> [About this task] For the data below, give the number of lines in which "AuthUser" occurs. Include nothing besides that number.

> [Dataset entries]
========================

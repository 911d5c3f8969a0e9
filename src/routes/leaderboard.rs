// SPDX-License-Identifier: MIT
// Copyright 2026 Roland Dreier <roland@rolandd.dev>

//! Leaderboard routes.

use crate::error::Result;
use crate::middleware::auth::AuthUser;
use crate::models::LeaderboardEntry;
use crate::AppState;
use axum::{
    extract::{Query, State},
    routing::{get, post},
    Extension, Json, Router,
};
use serde::{Deserialize, Serialize};
use std::sync::Arc;
#[cfg(feature = "binding-generation")]
use ts_rs::TS;

/// Public leaderboard routes.
pub fn routes() -> Router<Arc<AppState>> {
    Router::new().route("/leaderboard", get(list_leaderboard))
}

/// Score submission (auth middleware applied in routes/mod.rs).
pub fn protected_routes() -> Router<Arc<AppState>> {
    Router::new().route("/leaderboard/score", post(submit_score))
}

#[derive(Deserialize)]
struct LeaderboardQuery {
    /// Number of entries to return (must be positive)
    #[serde(default = "default_limit")]
    limit: i64,
    /// Restrict to one game mode
    mode: Option<String>,
}

fn default_limit() -> i64 {
    10
}

/// List top scores, optionally for one mode.
async fn list_leaderboard(
    State(state): State<Arc<AppState>>,
    Query(params): Query<LeaderboardQuery>,
) -> Result<Json<Vec<LeaderboardEntry>>> {
    // `?mode=` with no value means no filter.
    let mode = params.mode.as_deref().filter(|m| !m.is_empty());
    let entries = state.leaderboard.list(params.limit, mode).await?;
    Ok(Json(entries))
}

#[derive(Deserialize)]
pub struct ScoreSubmissionRequest {
    score: i64,
    mode: String,
}

#[derive(Serialize)]
#[cfg_attr(feature = "binding-generation", derive(TS))]
#[cfg_attr(
    feature = "binding-generation",
    ts(export, export_to = "frontend/src/lib/generated/")
)]
pub struct ScoreSubmissionResult {
    pub success: bool,
    #[cfg_attr(feature = "binding-generation", ts(type = "number"))]
    pub rank: u64,
}

/// Record a score for the authenticated user and report its rank.
async fn submit_score(
    State(state): State<Arc<AppState>>,
    Extension(auth): Extension<AuthUser>,
    Json(request): Json<ScoreSubmissionRequest>,
) -> Result<Json<ScoreSubmissionResult>> {
    let submission = state
        .leaderboard
        .submit_and_rank(
            &auth.user.id,
            &auth.user.username,
            request.score,
            &request.mode,
        )
        .await?;

    Ok(Json(ScoreSubmissionResult {
        success: true,
        rank: submission.rank,
    }))
}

========================

> [Written solution] 2